Considering that individuals continuously enter homelessness, Walsh’s action plan defines an aim of reaching a “functional zero,” at which no veteran is forced to sleep on the streets, any veteran’s homeless stint is rare and brief, and all currently homeless veterans are on a path to stable housing by 2015’s end.

“We are housing veterans, but the reality is, counting [homelessness] is like draining a bucket while it’s raining,” Dillon said. “It’s not a stagnant, steadfast number, as we have more homeless vets coming into the system.”


For her part, Barbara V. Trevison, director of communications at the Pine Street Inn shelter in Boston, said Walsh’s commitment has placed increased attention on homelessness.

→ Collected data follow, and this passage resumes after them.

//! Source tree traversal
//!
//! The tree is walked twice: a counting pass so the progress total is
//! known up front, then a streaming pass that feeds eligible paths into
//! the bounded work queue. Both passes prune skip-set directories by
//! base name and abort on any traversal error.

use crate::config::Config;
use crate::error::Result;
use crossbeam_channel::Sender;
use std::path::PathBuf;
use tracing::debug;
use walkdir::{DirEntry, WalkDir};

/// Check whether a traversal entry should be descended into or yielded
fn keep_entry(entry: &DirEntry, config: &Config) -> bool {
    if entry.file_type().is_dir()
        && let Some(name) = entry.file_name().to_str()
        && config.should_skip_dir(name)
    {
        debug!(path = %entry.path().display(), "Pruning skipped directory");
        return false;
    }
    true
}

/// Check whether an entry is an eligible media file
///
/// A bare dotfile like ".jpg" has no extension and is not eligible;
/// hidden files are not treated as media.
fn is_eligible(entry: &DirEntry, config: &Config) -> bool {
    entry.file_type().is_file()
        && entry
            .path()
            .extension()
            .and_then(|e| e.to_str())
            .map(|ext| config.is_media(ext))
            .unwrap_or(false)
}

/// Count eligible files under the source root
///
/// The result is the fixed progress total for the run; it matches what
/// [`stream`] will enqueue as long as nothing else mutates the tree.
pub fn count(config: &Config) -> Result<usize> {
    let mut total = 0;
    for entry in WalkDir::new(&config.source_dir)
        .into_iter()
        .filter_entry(|e| keep_entry(e, config))
    {
        let entry = entry?;
        if is_eligible(&entry, config) {
            total += 1;
        }
    }
    Ok(total)
}

/// Stream eligible file paths into the work queue
///
/// Blocks on the bounded sender when workers fall behind. Traversal
/// errors propagate and abort the run; a disconnected queue (all
/// receivers gone) ends the stream quietly.
pub fn stream(config: &Config, tx: &Sender<PathBuf>) -> Result<()> {
    for entry in WalkDir::new(&config.source_dir)
        .into_iter()
        .filter_entry(|e| keep_entry(e, config))
    {
        let entry = entry?;
        if is_eligible(&entry, config) && tx.send(entry.path().to_path_buf()).is_err() {
            debug!("Work queue disconnected, stopping traversal");
            return Ok(());
        }
    }
    Ok(())
}

#[cfg(test)]
mod tests {
    use super::*;
    use std::collections::HashSet;
    use std::fs;

    fn fixture() -> (tempfile::TempDir, Config) {
        let dir = tempfile::tempdir().unwrap();
        let root = dir.path();
        fs::write(root.join("a.jpg"), b"a").unwrap();
        fs::write(root.join("b.MOV"), b"b").unwrap();
        fs::write(root.join("notes.txt"), b"n").unwrap();
        fs::create_dir_all(root.join("sub")).unwrap();
        fs::write(root.join("sub/c.png"), b"c").unwrap();
        fs::create_dir_all(root.join("@eaDir/deep")).unwrap();
        fs::write(root.join("@eaDir/d.jpg"), b"d").unwrap();
        fs::write(root.join("@eaDir/deep/e.jpg"), b"e").unwrap();

        let config = Config {
            source_dir: root.to_path_buf(),
            ..Config::default()
        };
        (dir, config)
    }

    #[test]
    fn test_count_excludes_skipped_and_ineligible() {
        let (_dir, config) = fixture();
        // a.jpg, b.MOV, sub/c.png; nothing under @eaDir, no notes.txt
        assert_eq!(count(&config).unwrap(), 3);
    }

    #[test]
    fn test_stream_matches_count() {
        let (_dir, config) = fixture();
        let total = count(&config).unwrap();

        let (tx, rx) = crossbeam_channel::bounded(config.queue_depth);
        stream(&config, &tx).unwrap();
        drop(tx);

        let streamed: HashSet<PathBuf> = rx.into_iter().collect();
        assert_eq!(streamed.len(), total);
        assert!(streamed.iter().all(|p| !p.to_string_lossy().contains("@eaDir")));
    }

    #[test]
    fn test_dotfile_without_stem_is_ineligible() {
        let dir = tempfile::tempdir().unwrap();
        fs::write(dir.path().join("a.jpg"), b"a").unwrap();
        fs::write(dir.path().join(".jpg"), b"hidden").unwrap();

        let config = Config {
            source_dir: dir.path().to_path_buf(),
            ..Config::default()
        };
        assert_eq!(count(&config).unwrap(), 1);
    }

    #[test]
    fn test_missing_root_aborts() {
        let config = Config {
            source_dir: PathBuf::from("/nonexistent/source"),
            ..Config::default()
        };
        assert!(count(&config).is_err());
    }
}
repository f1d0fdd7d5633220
//! Configuration module
//!
//! Handles loading and validating configuration from TOML files and environment variables.

pub mod loader;
pub mod types;

pub use loader::{load_config, load_config_from_str};
pub use types::*;
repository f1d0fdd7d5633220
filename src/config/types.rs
//! Configuration types for permweave
//!
//! This module defines the configuration structure that can be loaded from
//! TOML files and/or environment variables.

use serde::Deserialize;

/// Root configuration structure
#[derive(Debug, Clone, Default, Deserialize)]
#[serde(default)]
pub struct AppConfig {
    /// Where the permission graph is persisted
    pub store: StoreConfig,

    /// Result cache settings
    pub cache: CacheConfig,

    /// Logging configuration
    pub logging: LoggingConfig,
}

/// Graph store configuration
#[derive(Debug, Clone, Deserialize)]
#[serde(default)]
pub struct StoreConfig {
    /// Path of the JSON graph file
    pub path: String,
}

impl Default for StoreConfig {
    fn default() -> Self {
        Self {
            path: "permissions.json".to_string(),
        }
    }
}

impl StoreConfig {
    /// Path with `~` expanded
    pub fn expanded_path(&self) -> String {
        shellexpand::tilde(&self.path).into_owned()
    }
}

/// Result cache configuration
#[derive(Debug, Clone, Deserialize)]
#[serde(default)]
pub struct CacheConfig {
    /// Cache lookup results
    pub enabled: bool,

    /// Upper bound on cached `(user, node)` entries
    pub max_entries: usize,
}

impl Default for CacheConfig {
    fn default() -> Self {
        Self {
            enabled: true,
            max_entries: 10_000,
        }
    }
}

/// Logging configuration
#[derive(Debug, Clone, Deserialize)]
#[serde(default)]
pub struct LoggingConfig {
    /// Log level (trace, debug, info, warn, error)
    pub level: String,

    /// Output format (pretty, json)
    pub format: LogFormat,
}

impl Default for LoggingConfig {
    fn default() -> Self {
        Self {
            level: "info".to_string(),
            format: LogFormat::Pretty,
        }
    }
}

/// Log output format
#[derive(Debug, Clone, Copy, PartialEq, Eq, Default, Deserialize)]
#[serde(rename_all = "lowercase")]
pub enum LogFormat {
    /// Human-readable output
    #[default]
    Pretty,
    /// JSON structured output
    Json,
}
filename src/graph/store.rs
//! Graph persistence collaborator
//!
//! The engine never decides how or where the graph is stored. It only asks a
//! [`GraphStore`] to load the graph at startup or on reload, and to save it
//! after each accepted mutation.

use crate::error::{StoreError, StoreResult};
use crate::graph::types::PermissionGraph;
use std::fs;
use std::path::{Path, PathBuf};
use std::sync::Mutex;
use std::sync::atomic::{AtomicUsize, Ordering};
use tracing::{debug, info, warn};

/// Load/save capability provided by the persistence layer
pub trait GraphStore: Send + Sync {
    /// Load the current persisted graph
    fn load(&self) -> StoreResult<PermissionGraph>;

    /// Persist the given graph
    fn save(&self, graph: &PermissionGraph) -> StoreResult<()>;
}

/// Store backed by a pretty-printed JSON file
#[derive(Debug, Clone)]
pub struct JsonFileStore {
    path: PathBuf,
}

impl JsonFileStore {
    pub fn new(path: impl Into<PathBuf>) -> Self {
        Self { path: path.into() }
    }

    pub fn path(&self) -> &Path {
        &self.path
    }

    fn display_path(&self) -> String {
        self.path.display().to_string()
    }
}

impl GraphStore for JsonFileStore {
    fn load(&self) -> StoreResult<PermissionGraph> {
        if !self.path.exists() {
            info!(path = %self.path.display(), "Graph file not found, using default graph");
            return Ok(PermissionGraph::default());
        }

        let json =
            fs::read_to_string(&self.path).map_err(|e| StoreError::io(self.display_path(), e))?;
        let graph: PermissionGraph = serde_json::from_str(&json)?;

        debug!(
            path = %self.path.display(),
            groups = graph.groups().len(),
            users = graph.users().len(),
            "Loaded permission graph"
        );
        Ok(graph)
    }

    fn save(&self, graph: &PermissionGraph) -> StoreResult<()> {
        if let Some(parent) = self.path.parent()
            && !parent.as_os_str().is_empty()
        {
            fs::create_dir_all(parent).map_err(|e| StoreError::io(self.display_path(), e))?;
        }

        let json = serde_json::to_string_pretty(graph)?;
        fs::write(&self.path, json).map_err(|e| StoreError::io(self.display_path(), e))?;

        debug!(path = %self.path.display(), "Saved permission graph");
        Ok(())
    }
}

/// In-memory store that keeps the last saved snapshot
///
/// Useful for embedding the engine without a backing file and for tests that
/// need to observe persistence calls.
#[derive(Default)]
pub struct MemoryStore {
    snapshot: Mutex<Option<PermissionGraph>>,
    saves: AtomicUsize,
}

impl MemoryStore {
    pub fn new() -> Self {
        Self::default()
    }

    /// Create a store whose first `load` returns the given graph
    pub fn with_graph(graph: PermissionGraph) -> Self {
        Self {
            snapshot: Mutex::new(Some(graph)),
            saves: AtomicUsize::new(0),
        }
    }

    /// Number of `save` calls so far
    pub fn save_count(&self) -> usize {
        self.saves.load(Ordering::Relaxed)
    }

    /// Last saved (or seeded) graph
    pub fn snapshot(&self) -> Option<PermissionGraph> {
        self.snapshot
            .lock()
            .unwrap_or_else(|poisoned| {
                warn!("memory store lock poisoned, recovering");
                poisoned.into_inner()
            })
            .clone()
    }

    /// Overwrite the stored graph without counting a save, as an external edit would
    pub fn set_snapshot(&self, graph: PermissionGraph) {
        *self.snapshot.lock().unwrap_or_else(|poisoned| {
            warn!("memory store lock poisoned, recovering");
            poisoned.into_inner()
        }) = Some(graph);
    }
}

impl GraphStore for MemoryStore {
    fn load(&self) -> StoreResult<PermissionGraph> {
        Ok(self.snapshot().unwrap_or_default())
    }

    fn save(&self, graph: &PermissionGraph) -> StoreResult<()> {
        self.set_snapshot(graph.clone());
        self.saves.fetch_add(1, Ordering::Relaxed);
        Ok(())
    }
}
//! Permission graph module
//!
//! Groups, users and the default-group fallback, plus the persistence
//! collaborator interface.
//!
//! ## Example Graph File
//!
//! ```json
//! {
//!   "defaultGroup": "default",
//!   "groups": {
//!     "default": { "permissions": ["chat.send"], "prefix": "[Member] " },
//!     "mod": { "permissions": ["mod.*", "-mod.ban"], "parents": ["default"], "priority": 75 }
//!   },
//!   "users": {
//!     "6f1c...": { "username": "Steve", "groups": ["mod"], "permissions": ["mod.ban"] }
//!   }
//! }
//! ```

pub mod store;
pub mod types;

pub use store::{GraphStore, JsonFileStore, MemoryStore};
pub use types::{DEFAULT_GROUP_ID, Group, PermissionGraph, User};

“I think there is a really strong focus now, and there are a bunch of agencies, both providers like Pine Street, city agencies, [and] other agencies, that are working very closely together on this issue,” Trevison said.

As part of a national initiative to end homelessness in cities, the action plan also called for focus in four areas: immediate response upon entry into the homeless system, coordinated access between programs, rapid rehousing, and permanent housing support.

“We are working with several state and city agencies, so coordination coming together around this goal is challenging,” Dillon said. “Finding units that vets can afford is another challenge.”

The endeavor to end homelessness faced a setback in October 2014 when Boston’s largest homeless shelter, the Long Island Shelter located on an island in Boston Harbor, was forced to close when the bridge leading to the island was deemed unsafe for vehicles to cross.

During a historically snowy winter, local and temporary shelters compensated for the increased demand and worked to accommodate displaced guests, leading to some overcrowding.

The city has since erected and expanded a new shelter on Southampton Street to replace Long Island’s facility.

Trevison said the new shelter does improve the situation, but a high demand may arise as temperatures drop.

“This year, there has been a new city shelter that opened in the last few months that is certainly helping, but now as the weather is getting cold we expect to see a bigger influx of people,” Trevison said.